Ripped From the Journals: The Biggest Discoveries of the Week

PNAS-11-17Proceedings of the National Academy of Sciences, November 17
When is a goat like a reptile? When it’s cold-blooded, slow-moving, and fond of sitting on warm rocks. Researchers have discovered a bizarre dwarf goat species that lived on the Spanish island Majorca, but that went extinct when human hunters arrived on the island about 3,000 years ago. The study says that the goat’s cold-blooded ways allowed it to survive on the resource-scarce island, as it could match its growth and metabolism to the available food supplies, but its sluggish movements made it easy prey for humans. In medical news, a research team investigating the dramatic failure of an HIV vaccine trial, in which vaccinated people seemed to be at higher risk of infection, has proposed a new theory for the failure. The study suggests that the common cold virus, which was used in the vaccine to carry HIV material around the body so the immune system could learn to recognize HIV, may have been at fault. The vaccine didn’t cause infection. But for people who have previously been exposed to this cold virus, its appearance may have triggered a gathering of  immune cells called CD4 T-cells which were ready to fight it off. But those are the cells that HIV infects, so if people were then exposed to the HIV virus, the virus would have been presented with a ready availability of targets. Finally, an interesting study captured a snapshot of evolution-in-action on the Galapagos islands. A husband and wife team of evolutionary biologists is documenting what appears to be the emergence of a new species among Galapagos finches, the same birds that inspired Charles Darwin’s theory of evolution.

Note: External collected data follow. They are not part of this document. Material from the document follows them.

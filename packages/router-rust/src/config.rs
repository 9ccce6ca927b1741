//! Router and middleware configuration.
//!
//! Plain structs with `Default` values, constructed once and handed to the
//! router or to [`standard_chain`](crate::middleware::standard_chain).
//! Durations are expressed in milliseconds when deserialized.

use std::time::Duration;

use serde::Deserialize;

use crate::error::ConfigError;
use crate::middleware::retry::RetryPolicy;

/// Router-level settings.
#[derive(Debug, Clone, Deserialize)]
#[serde(default)]
pub struct RouterConfig {
    /// Name used in log fields.
    pub name: String,
    /// While stopping, how often to log handlers that have not exited yet.
    /// Shutdown never gives up waiting; this only controls the warning cadence.
    #[serde(with = "duration_ms")]
    pub shutdown_warn_interval: Duration,
}

impl Default for RouterConfig {
    fn default() -> Self {
        Self {
            name: "courier".to_string(),
            shutdown_warn_interval: Duration::from_secs(5),
        }
    }
}

impl RouterConfig {
    /// # Errors
    ///
    /// Returns `ConfigError::Invalid` when a field is out of range.
    pub fn validate(&self) -> Result<(), ConfigError> {
        if self.shutdown_warn_interval.is_zero() {
            return Err(ConfigError::Invalid {
                field: "shutdown_warn_interval",
                reason: "must be greater than zero".to_string(),
            });
        }
        Ok(())
    }
}

/// Parameters of the standard middleware chain.
#[derive(Debug, Clone, Deserialize)]
#[serde(default)]
pub struct MiddlewareConfig {
    /// Deadline for a single handler invocation, retries included.
    #[serde(with = "duration_ms")]
    pub timeout: Duration,
    /// Maximum invocation starts per `throttle_interval`.
    pub throttle_count: usize,
    #[serde(with = "duration_ms")]
    pub throttle_interval: Duration,
    /// Additional attempts after the first failure.
    pub max_retries: u32,
    /// Delay before the first retry. Zero disables backoff.
    #[serde(with = "duration_ms")]
    pub retry_initial_interval: Duration,
    /// Upper bound for a single backoff delay. Zero means uncapped.
    #[serde(with = "duration_ms")]
    pub retry_max_interval: Duration,
    pub retry_multiplier: f64,
    /// Jitter applied to each delay, in `[0, 1]`.
    pub retry_randomization_factor: f64,
    /// Stop retrying once this much time has passed since the first attempt.
    #[serde(with = "option_duration_ms")]
    pub retry_max_elapsed: Option<Duration>,
}

impl Default for MiddlewareConfig {
    fn default() -> Self {
        Self {
            timeout: Duration::from_secs(10),
            throttle_count: 10,
            throttle_interval: Duration::from_secs(1),
            max_retries: 5,
            retry_initial_interval: Duration::ZERO,
            retry_max_interval: Duration::ZERO,
            retry_multiplier: 1.5,
            retry_randomization_factor: 0.0,
            retry_max_elapsed: None,
        }
    }
}

impl MiddlewareConfig {
    /// # Errors
    ///
    /// Returns `ConfigError::Invalid` naming the first out-of-range field.
    pub fn validate(&self) -> Result<(), ConfigError> {
        if self.timeout.is_zero() {
            return Err(invalid("timeout", "must be greater than zero"));
        }
        if self.throttle_count == 0 {
            return Err(invalid("throttle_count", "must be at least 1"));
        }
        if self.throttle_interval.is_zero() {
            return Err(invalid("throttle_interval", "must be greater than zero"));
        }
        if self.retry_multiplier.is_nan() || self.retry_multiplier < 1.0 {
            return Err(invalid("retry_multiplier", "must be at least 1.0"));
        }
        if !(0.0..=1.0).contains(&self.retry_randomization_factor) {
            return Err(invalid("retry_randomization_factor", "must be within [0, 1]"));
        }
        Ok(())
    }

    #[must_use]
    pub fn retry_policy(&self) -> RetryPolicy {
        RetryPolicy {
            max_retries: self.max_retries,
            initial_interval: self.retry_initial_interval,
            max_interval: self.retry_max_interval,
            multiplier: self.retry_multiplier,
            randomization_factor: self.retry_randomization_factor,
            max_elapsed: self.retry_max_elapsed,
        }
    }
}

fn invalid(field: &'static str, reason: &str) -> ConfigError {
    ConfigError::Invalid {
        field,
        reason: reason.to_string(),
    }
}

pub(crate) mod duration_ms {
    use std::time::Duration;

    use serde::{Deserialize, Deserializer};

    pub fn deserialize<'de, D: Deserializer<'de>>(d: D) -> Result<Duration, D::Error> {
        u64::deserialize(d).map(Duration::from_millis)
    }
}

pub(crate) mod option_duration_ms {
    use std::time::Duration;

    use serde::{Deserialize, Deserializer};

    pub fn deserialize<'de, D: Deserializer<'de>>(d: D) -> Result<Option<Duration>, D::Error> {
        Option::<u64>::deserialize(d).map(|ms| ms.map(Duration::from_millis))
    }
}
//! In-process pub/sub transport.
//!
//! [`ChannelPubSub`] implements both [`Publisher`](courier_core::Publisher) and
//! [`Subscriber`](courier_core::Subscriber) on top of bounded tokio channels.
//! Each subscription owns a delivery worker that hands out one message at a
//! time and waits for it to be acked or nacked before moving on.

mod channel;
mod config;

pub use channel::ChannelPubSub;
pub use config::{ChannelConfig, RedeliveryPolicy};
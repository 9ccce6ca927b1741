//! Error types for handler invocation, router configuration, and router runs.

use std::time::Duration;

use courier_core::PubSubError;

/// Errors produced while handling a single message.
///
/// Every variant resolves to a nack of the inbound message; none of them stop
/// the dispatch loop.
#[derive(Debug, thiserror::Error)]
pub enum HandlerError {
    #[error("handler failed: {0}")]
    Failed(#[from] anyhow::Error),
    #[error("handler panicked: {message}")]
    Panicked { message: String },
    #[error("handler did not finish within {timeout:?}")]
    DeadlineExceeded { timeout: Duration },
    #[error("handling was cancelled")]
    Cancelled,
    #[error("publishing to `{topic}` failed: {source}")]
    PublishFailed {
        topic: String,
        #[source]
        source: PubSubError,
    },
}

impl HandlerError {
    /// Short machine-readable label used in logs and metrics.
    #[must_use]
    pub fn kind(&self) -> &'static str {
        match self {
            HandlerError::Failed(_) => "failed",
            HandlerError::Panicked { .. } => "panicked",
            HandlerError::DeadlineExceeded { .. } => "deadline_exceeded",
            HandlerError::Cancelled => "cancelled",
            HandlerError::PublishFailed { .. } => "publish_failed",
        }
    }
}

/// Configuration mistakes detected while building a router. Fatal at startup.
#[derive(Debug, thiserror::Error)]
pub enum ConfigError {
    #[error("handler `{name}` is already registered")]
    DuplicateHandler { name: String },
    #[error("router has already been started")]
    RouterAlreadyStarted,
    #[error("invalid configuration for `{field}`: {reason}")]
    Invalid { field: &'static str, reason: String },
}

/// Errors surfaced by [`Router::run`](crate::Router::run).
#[derive(Debug, thiserror::Error)]
pub enum RouterError {
    #[error(transparent)]
    Configuration(#[from] ConfigError),
    #[error("handler `{handler}` could not subscribe to `{topic}`: {source}")]
    Subscribe {
        handler: String,
        topic: String,
        #[source]
        source: PubSubError,
    },
    #[error("subscription of handler `{handler}` to `{topic}` was closed by the transport")]
    SubscriptionClosed { handler: String, topic: String },
    #[error("plugin `{plugin}` failed: {source}")]
    Plugin {
        plugin: &'static str,
        #[source]
        source: anyhow::Error,
    },
    #[error("handler loop aborted: {reason}")]
    LoopAborted { reason: String },
}

#[cfg(test)]
mod tests {
    use super::*;

    #[test]
    fn handler_error_kinds() {
        assert_eq!(HandlerError::from(anyhow::anyhow!("boom")).kind(), "failed");
        assert_eq!(
            HandlerError::DeadlineExceeded {
                timeout: Duration::from_millis(5)
            }
            .kind(),
            "deadline_exceeded"
        );
        let publish = HandlerError::PublishFailed {
            topic: "out".to_string(),
            source: PubSubError::Closed,
        };
        assert_eq!(publish.kind(), "publish_failed");
        assert_eq!(publish.to_string(), "publishing to `out` failed: pub/sub is closed");
    }

    #[test]
    fn config_error_converts_into_router_error() {
        let err: RouterError = ConfigError::DuplicateHandler {
            name: "h".to_string(),
        }
        .into();
        assert_eq!(err.to_string(), "handler `h` is already registered");
    }
}
//! `Courier` Core — message envelope, acknowledgment state machine, and pub/sub contracts.

pub mod message;
pub mod metadata;
pub mod pubsub;

pub use message::{AckError, AckState, AckWatcher, Message};
pub use metadata::Metadata;
pub use pubsub::{MessageStream, PubSubError, Publisher, Subscriber};

/// Generates a random message identifier (UUID v4, hyphenated).
#[must_use]
pub fn new_uuid() -> String {
    uuid::Uuid::new_v4().to_string()
}

#[cfg(test)]
mod tests {
    #[test]
    fn crate_loads() {
        // Empty body: if this test runs, the crate compiles and loads.
    }

    #[test]
    fn uuids_are_unique() {
        assert_ne!(super::new_uuid(), super::new_uuid());
        assert_eq!(super::new_uuid().len(), 36);
    }
}
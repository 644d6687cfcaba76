//! Binary TCP server for the matching engine.

use lob_server::config::Config;
use lob_server::server;
use tracing_subscriber::EnvFilter;

#[tokio::main]
async fn main() -> Result<(), Box<dyn std::error::Error>> {
    tracing_subscriber::fmt()
        .with_env_filter(EnvFilter::try_from_default_env().unwrap_or_else(|_| "info".into()))
        .init();

    let config = Config::from_env_and_args()?;
    server::run(config).await
}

New England Journal of Medicine, November 19
Who can resist a story about brain-eaters that also has valuable medical and evolutionary lessons? A NEJM study describes a tribe in Papua New Guinea that used to engage in ritualistic cannibalism; when a member of the tribe died, the others ate the person’s brain as a mark of respect. The practice became a problem in the early 20th century, when some people became infected with a disease similar to mad cow disease and its human variant, Creutzfeldt Jakob disease. These fatal diseases are caused by misfolded proteins in the brain, so when the Fore people of Papua New Guinea consumed an affected brain the disease quickly spread. But a new study of living Fore people revealed that many are immune to the disease, which suggests that evolution has been acting quickly: Those people who had no resistance to the disease died off quickly, while people with resistance lived and multiplied. Researchers also hope to study the Fore people for clues on how to treat or prevent such diseases.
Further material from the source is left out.